I have seen several posts about this on Facebook, but nothing here. My question is: Is this how most K9 handlers are treated? Am I thinking too much with my heart when I want the dog and handler to stay together? I understand the dog has a job to do, but isn't his best interest important? Thankfully as of now, Officer Hickey's GoFundMe page is over 15k so he can bid on his partner. The overage will be donated for K9 protective vests according to the page. 

"Officer Matthew Hickey has had K-9 Ajax for the past 4 years working alongside each other keeping Marietta safe. Officer Hickey has recently retired from the Marietta Police Department after over 30 years of excellent service to the city. Originally the city gave Hickey the ability to "purchase" Ajax for $3,500, but then rescinded the offer. Now Ajax is being put up for auction to the highest bidder. This campaign is aimed to assist the Hickeys be able to bid on Ajax in the upcoming auction. Any funds that are left over after bidding on Ajax will be donated to a K-9 fund to the purchase of bullet resistent vests for our Law Enforcement Officers furry partners."

Link:
https://www.gofundme.com/yumeagsk


----------



## llombardo (Dec 11, 2011)

It's crazy. Officers have came forward and were able to purchase their partners for $1.00 and they paid that because the dogs are considered government property. i would hope that at this time they all stick together and no one else bids so that this dog can stay with his handler.


----------



## Gwenhwyfair (Jul 27, 2010)

Is the dog being retired too? If so then yes, let his handler take him home to retire with him too.

BUT....according to the video of the linked news report the dog is young enough to continue working.

*If* the dog was purchased with public funds and *if* the dog is still young enough to work it should continue it's work. 

Money is short in many communities. Many police depts. can't afford to have even one dog. Taxpayers who pay for the dog can't afford to gift a valuable working dog every time an officer retires? A lot of those tax payers struggle to pay bills too. Further the dog is bred, born trained to work so why retire him young? If this is driven purely for sentimental reasons I don't agree with it. 

That's probably why it's a state law to auction the dog off, though I think it should be transferred to another handler in the dept., That's seems the cleanest and most logical solution?

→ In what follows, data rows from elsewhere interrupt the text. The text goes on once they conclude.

use std::sync::{
    atomic::{AtomicU64, Ordering},
    Arc, Mutex,
};

use beermap_boundary::VenueRecord;

use crate::{
    error::AppError,
    icon::{marker_icon, MarkerColor},
    init::init_map_view,
    overlay::Overlay,
    prelude::*,
    usecases, Catalog, DatasetError, DatasetGateway, MapApi, MapError, MapGateway, MapLoader,
    MapOptions, MapPoint, MarkerHandle, NewMarker, TimeOfDay, MIN_FOCUS_ZOOM,
};

pub fn new_record(id: u64, price: f64, happy_hour_end: &str) -> VenueRecord {
    VenueRecord {
        id,
        name: format!("venue {id}"),
        lat: 41.0 + id as f64 / 100.0,
        lng: 29.0,
        cheapest_beer: price,
        happy_hour_end: happy_hour_end.into(),
        address: format!("https://maps.example.com/{id}"),
        rating: 4.0,
        description: None,
    }
}

pub fn new_catalog(records: Vec<VenueRecord>) -> Catalog {
    usecases::load_catalog(records).unwrap()
}

fn t(s: &str) -> TimeOfDay {
    s.parse().unwrap()
}

/// Commands issued to the mock map, in order.
#[derive(Debug, Clone, PartialEq)]
pub enum MapCommand {
    AddMarker {
        handle: MarkerHandle,
        title: String,
        icon_url: String,
    },
    PanTo(MapPoint),
    SetZoom(u8),
}

#[derive(Debug, Default)]
struct MockMapInner {
    commands: Mutex<Vec<MapCommand>>,
    zoom: Mutex<u8>,
    next_marker: AtomicU64,
}

/// Recording stand-in for the external map instance.
#[derive(Debug, Clone, Default)]
pub struct MockMap(Arc<MockMapInner>);

impl MockMap {
    pub fn commands(&self) -> Vec<MapCommand> {
        self.0.commands.lock().unwrap().clone()
    }

    pub fn pan_count(&self) -> usize {
        self.commands()
            .iter()
            .filter(|c| matches!(c, MapCommand::PanTo(_)))
            .count()
    }
}

impl MapGateway for MockMap {
    fn add_marker(&self, marker: NewMarker<'_>) -> Result<MarkerHandle, MapError> {
        let handle = MarkerHandle(self.0.next_marker.fetch_add(1, Ordering::Relaxed));
        self.0.commands.lock().unwrap().push(MapCommand::AddMarker {
            handle,
            title: marker.title.to_owned(),
            icon_url: marker.icon.url,
        });
        Ok(handle)
    }

    fn pan_to(&self, pos: MapPoint) {
        self.0.commands.lock().unwrap().push(MapCommand::PanTo(pos));
    }

    fn zoom(&self) -> u8 {
        *self.0.zoom.lock().unwrap()
    }

    fn set_zoom(&self, zoom: u8) {
        *self.0.zoom.lock().unwrap() = zoom;
        self.0.commands.lock().unwrap().push(MapCommand::SetZoom(zoom));
    }
}

struct MockApi {
    map: MockMap,
}

impl MapApi for MockApi {
    fn new_map(&self, options: MapOptions) -> Result<Box<dyn MapGateway>, MapError> {
        *self.map.0.zoom.lock().unwrap() = options.zoom;
        Ok(Box::new(self.map.clone()))
    }
}

pub struct MockLoader {
    map: MockMap,
    fail: bool,
}

impl MockLoader {
    pub fn new(map: MockMap) -> Self {
        Self { map, fail: false }
    }

    pub fn failing() -> Self {
        Self {
            map: MockMap::default(),
            fail: true,
        }
    }
}

impl MapLoader for MockLoader {
    fn load(&self) -> Result<Box<dyn MapApi>, MapError> {
        if self.fail {
            return Err(MapError::Unavailable("no network".into()));
        }
        Ok(Box::new(MockApi {
            map: self.map.clone(),
        }))
    }
}

pub struct MockDataset {
    records: Option<Vec<VenueRecord>>,
}

impl MockDataset {
    pub fn new(records: Vec<VenueRecord>) -> Self {
        Self {
            records: Some(records),
        }
    }

    pub fn failing() -> Self {
        Self { records: None }
    }
}

impl DatasetGateway for MockDataset {
    fn fetch_venues(&self) -> Result<Vec<VenueRecord>, DatasetError> {
        self.records
            .clone()
            .ok_or_else(|| DatasetError::Unreachable("connection refused".into()))
    }
}

fn fixture_records() -> Vec<VenueRecord> {
    vec![
        new_record(1, 100.0, "18:00"),
        new_record(2, 80.0, "23:59"),
        new_record(3, 120.0, "16:30"),
    ]
}

fn fixture_view(map: &MockMap) -> MapView {
    let catalog = new_catalog(fixture_records());
    let overlay = Overlay::create(Box::new(map.clone()), &catalog, t("17:00")).unwrap();
    MapView::new(catalog, Some(overlay))
}

#[tokio::test]
async fn init_creates_one_marker_per_catalog_venue() {
    let map = MockMap::default();
    let dataset = MockDataset::new(fixture_records());
    let view = init_map_view(dataset, Some(MockLoader::new(map.clone()))).await;

    assert_eq!(view.catalog().len(), 3);
    let overlay = view.overlay().unwrap();
    assert_eq!(overlay.len(), 3);
    for venue in view.catalog() {
        assert!(overlay.marker_of(venue.id).is_some());
    }
}

#[tokio::test]
async fn init_without_credential_keeps_the_catalog_and_creates_no_markers() {
    let dataset = MockDataset::new(fixture_records());
    let view = init_map_view(dataset, None::<MockLoader>).await;

    assert_eq!(view.catalog().len(), 3);
    assert!(view.overlay().is_none());
}

#[tokio::test]
async fn init_with_unreachable_dataset_yields_an_empty_view() {
    let map = MockMap::default();
    let view = init_map_view(MockDataset::failing(), Some(MockLoader::new(map.clone()))).await;

    assert!(view.catalog().is_empty());
    // The map itself still comes up, with an empty marker set.
    let overlay = view.overlay().unwrap();
    assert!(overlay.is_empty());
}

#[tokio::test]
async fn init_with_failing_map_library_keeps_the_catalog() {
    let view = init_map_view(MockDataset::new(fixture_records()), Some(MockLoader::failing())).await;

    assert_eq!(view.catalog().len(), 3);
    assert!(view.overlay().is_none());
}

#[tokio::test]
async fn init_with_malformed_record_leaves_the_catalog_empty() {
    let mut records = fixture_records();
    records.push(new_record(4, 60.0, "late"));
    let view = init_map_view(MockDataset::new(records), None::<MockLoader>).await;

    assert!(view.catalog().is_empty());
}

#[test]
fn markers_are_colored_by_the_happy_hour_status_at_creation_time() {
    let map = MockMap::default();
    let catalog = new_catalog(fixture_records());
    Overlay::create(Box::new(map.clone()), &catalog, t("17:00")).unwrap();

    let gold = marker_icon(MarkerColor::HappyHour).url;
    let blue = marker_icon(MarkerColor::AfterHours).url;
    let icons: Vec<_> = map
        .commands()
        .into_iter()
        .filter_map(|c| match c {
            MapCommand::AddMarker { icon_url, .. } => Some(icon_url),
            _ => None,
        })
        .collect();
    // Venues 1 and 2 are still active at 17:00, venue 3 has lapsed.
    assert_eq!(icons, [gold.clone(), gold, blue]);
}

#[test]
fn a_failing_marker_aborts_the_whole_pass() {
    struct BrokenMap;

    impl MapGateway for BrokenMap {
        fn add_marker(&self, _: NewMarker<'_>) -> Result<MarkerHandle, MapError> {
            Err(MapError::Unavailable("marker limit".into()))
        }
        fn pan_to(&self, _: MapPoint) {}
        fn zoom(&self) -> u8 {
            0
        }
        fn set_zoom(&self, _: u8) {}
    }

    let catalog = new_catalog(fixture_records());
    let err = Overlay::create(Box::new(BrokenMap), &catalog, t("17:00")).unwrap_err();
    assert!(matches!(err, AppError::Map(_)));
}

#[test]
fn list_and_marker_selection_converge_on_the_same_state() {
    let map = MockMap::default();
    let mut view = fixture_view(&map);
    let id = view.catalog().first().unwrap().id;
    let handle = view.overlay().unwrap().marker_of(id).unwrap();

    assert!(view.select_from_list(id));
    let from_list = view.selected();

    view.clear_selection();
    assert_eq!(view.selected(), None);

    assert!(view.marker_clicked(handle));
    assert_eq!(view.selected(), from_list);
    assert_eq!(view.selected_venue().unwrap().id, id);
}

#[test]
fn selection_pans_the_camera_to_the_venue() {
    let map = MockMap::default();
    let mut view = fixture_view(&map);
    let venue = view.catalog().first().unwrap().clone();
    let handle = view.overlay().unwrap().marker_of(venue.id).unwrap();

    view.marker_clicked(handle);
    assert!(map.commands().contains(&MapCommand::PanTo(venue.pos)));
    assert_eq!(map.pan_count(), 1);
}

#[test]
fn list_selection_raises_the_zoom_to_the_focus_minimum() {
    let map = MockMap::default();
    let mut view = fixture_view(&map);
    let id = view.catalog().first().unwrap().id;

    view.select_from_list(id);
    assert!(map.commands().contains(&MapCommand::SetZoom(MIN_FOCUS_ZOOM)));
    assert_eq!(map.zoom(), MIN_FOCUS_ZOOM);

    // A second selection at a higher zoom keeps that zoom.
    map.set_zoom(16);
    view.select_from_list(id);
    assert_eq!(map.zoom(), 16);
}

#[test]
fn marker_selection_keeps_the_current_zoom() {
    let map = MockMap::default();
    let mut view = fixture_view(&map);
    let id = view.catalog().first().unwrap().id;
    let handle = view.overlay().unwrap().marker_of(id).unwrap();
    let zoom_before = map.zoom();

    view.marker_clicked(handle);
    assert_eq!(map.zoom(), zoom_before);
}

#[test]
fn unknown_ids_and_late_events_are_no_ops() {
    let map = MockMap::default();
    let mut view = fixture_view(&map);
    let id = view.catalog().first().unwrap().id;
    let handle = view.overlay().unwrap().marker_of(id).unwrap();

    assert!(!view.select_from_list(99.into()));
    assert!(!view.marker_clicked(MarkerHandle(999)));
    assert_eq!(view.selected(), None);

    view.select_from_list(id);
    view.teardown();
    assert_eq!(view.selected(), None);
    assert!(view.overlay().is_none());

    // Events arriving after teardown must not panic.
    assert!(!view.marker_clicked(handle));
    assert!(view.select_from_list(id));
}

#[test]
fn toggles_drive_the_displayed_list() {
    let map = MockMap::default();
    let mut view = fixture_view(&map);
    let now = t("17:00");

    assert_eq!(ids(&view.displayed_at(now)), [1, 2, 3]);

    assert!(view.toggle_sort_by_price());
    assert_eq!(ids(&view.displayed_at(now)), [2, 1, 3]);

    assert!(view.toggle_happy_hour_only());
    assert_eq!(ids(&view.displayed_at(now)), [2, 1]);

    assert!(!view.toggle_sort_by_price());
    assert_eq!(ids(&view.displayed_at(now)), [1, 2]);

    // Filtering affects the sidebar only, never the marker overlay.
    assert_eq!(view.overlay().unwrap().len(), view.catalog().len());
}

fn ids(venues: &[crate::Venue]) -> Vec<u64> {
    venues.iter().map(|v| v.id.into()).collect()
}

When the dog is retired then he can go home with a handler.


----------



## llombardo (Dec 11, 2011)

The dog is only worth $3500. The retired officer offered that and the deal was in place up until the day he retired and walked in with the $3500 and they changed their mind and refused. The dog goes to auction and another retired officer can purchase him as a pet. They say he can still work but k9 trainers say that is not something that trainers are looking for--they would have to retrain him anyway. If the dog is going up for auction and the police department is losing the dog anyway, why not just let him be and retire him? They could end up getting a $1.00 for the dog when they could have had $3500. This is not about money.


----------



## Jenny720 (Nov 21, 2014)

This makes no sense. Maybe the people who decided to put this dog for auction should go see War Horse -although the play was the best.


----------



## Jax08 (Feb 13, 2009)

llombardo said:


> The dog is only worth $3500. .


I'm sorry but that dog is not worth ONLY $3500. That's a fully trained K9. That dog is "worth" well over 10k. They have thousands of dollars in training alone. To purchase a dog as a replacement, fully trained, would be 10k easily.

This isn't as cut and dried as people think it should be.


----------



## Jax08 (Feb 13, 2009)

And this is reality. I agree Gwen. 



Gwenhwyfair said:


> Is the dog being retired too? If so then yes, let his handler take him home to retire with him too.
> 
> BUT....according to the video of the linked news report the dog is young enough to continue working.
> 
> ...


----------



## llombardo (Dec 11, 2011)

Jax08 said:


> I'm sorry but that dog is not worth ONLY $3500. That's a fully trained K9. That dog is "worth" well over 10k. They have thousands of dollars in training alone. To purchase a dog as a replacement, fully trained, would be 10k easily.
> 
> This isn't as cut and dried as people think it should be.


I didn't put that number on the dog. The city's attorney is the one that threw the number of $3500 out there in an interview and also compared the dog to a shovel, which didn't go over well with any of the taxpayers or the person conducting the interview. That was the number that was also originally agreed on between whoever and the retired officer. There are interviews out there from both sides. It isn't about how much the dog is worth at all, it is how the law is set up in that city, per the city's attorney.


----------



## Jax08 (Feb 13, 2009)

I understand what it's about. And I listened to the interviews and read the articles. I don't need it explained to me.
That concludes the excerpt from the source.